Task requirements: Search the material below for lines containing the string "parent", and copy every one you find.

Data section:
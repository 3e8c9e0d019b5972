//! Filesystem-backed image storage for local development and tests.

use std::path::{Path, PathBuf};

use async_trait::async_trait;
use tokio::fs;

use crate::domain::foundation::{DomainError, ErrorCode};
use crate::ports::ImageStorage;

/// Stores uploads under a base directory and returns URLs under a configured
/// public prefix. The caller is responsible for actually serving that prefix.
#[derive(Debug, Clone)]
pub struct LocalImageStorage {
    base_path: PathBuf,
    public_prefix: String,
}

impl LocalImageStorage {
    pub fn new<P: AsRef<Path>>(base_path: P, public_prefix: impl Into<String>) -> Self {
        Self {
            base_path: base_path.as_ref().to_path_buf(),
            public_prefix: public_prefix.into(),
        }
    }

    fn io_error(e: std::io::Error) -> DomainError {
        DomainError::new(ErrorCode::StorageError, format!("Local storage I/O: {e}"))
    }
}

#[async_trait]
impl ImageStorage for LocalImageStorage {
    async fn store(
        &self,
        path: &str,
        _content_type: &str,
        bytes: Vec<u8>,
    ) -> Result<String, DomainError> {
        // Uploaded paths are server-generated, but reject traversal anyway.
        if path.contains("..") || path.starts_with('/') {
            return Err(DomainError::new(
                ErrorCode::StorageError,
                "Invalid storage path",
            ));
        }

        let target = self.base_path.join(path);
        if let Some(parent) = target.parent() {
            fs::create_dir_all(parent).await.map_err(Self::io_error)?;
        }
        fs::write(&target, bytes).await.map_err(Self::io_error)?;

        Ok(format!(
            "{}/{path}",
            self.public_prefix.trim_end_matches('/')
        ))
    }
}

#[cfg(test)]
mod tests {
    use super::*;

    #[tokio::test]
    async fn writes_bytes_and_returns_a_public_url() {
        let dir = tempfile::tempdir().unwrap();
        let storage = LocalImageStorage::new(dir.path(), "http://localhost:8080/uploads");

        let url = storage
            .store("events/banner.png", "image/png", vec![1, 2, 3])
            .await
            .unwrap();

        assert_eq!(url, "http://localhost:8080/uploads/events/banner.png");
        let written = tokio::fs::read(dir.path().join("events/banner.png"))
            .await
            .unwrap();
        assert_eq!(written, vec![1, 2, 3]);
    }

    #[tokio::test]
    async fn rejects_path_traversal() {
        let dir = tempfile::tempdir().unwrap();
        let storage = LocalImageStorage::new(dir.path(), "http://localhost:8080/uploads");

        let err = storage
            .store("../escape.png", "image/png", vec![1])
            .await
            .unwrap_err();
        assert_eq!(err.code, crate::domain::foundation::ErrorCode::StorageError);
    }
}
//! Location/store directory port.

use async_trait::async_trait;

use crate::domain::directory::{Location, Store, StoreKey};
use crate::domain::foundation::{DomainError, LocationId, StoreId};

/// Read-side port resolving slugs and legacy identifiers to directory rows.
#[async_trait]
pub trait StoreDirectory: Send + Sync {
    /// Resolves an active location by its exact slug.
    ///
    /// Slugs are unique; should the backend ever return more than one row,
    /// implementations log a warning and return the first in default order.
    async fn location_by_slug(&self, slug: &str) -> Result<Option<Location>, DomainError>;

    /// Resolves a location by id, active or not.
    ///
    /// Used to load a coupon's owning location; a missing row is a
    /// referential anomaly the validator treats as a rejection, not an
    /// error.
    async fn location_by_id(&self, id: &LocationId) -> Result<Option<Location>, DomainError>;

    /// Resolves an active store by key.
    ///
    /// Slug keys are an indexed exact match. Temp-id keys fall back to
    /// scanning active stores and parsing each description for an embedded
    /// `tempId`; malformed descriptions are skipped, never an error. The
    /// scan is O(active stores) and exists only for unmigrated records.
    async fn store_by_key(&self, key: &StoreKey) -> Result<Option<Store>, DomainError>;

    /// Looks up a store's display name for the "redeemed at" message.
    ///
    /// A missing store is `Ok(None)`, which callers render with the
    /// "elsewhere" fallback.
    async fn store_name(&self, id: &StoreId) -> Result<Option<String>, DomainError>;
}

Result for this exercise:
        if let Some(parent) = target.parent() {
            fs::create_dir_all(parent).await.map_err(Self::io_error)?;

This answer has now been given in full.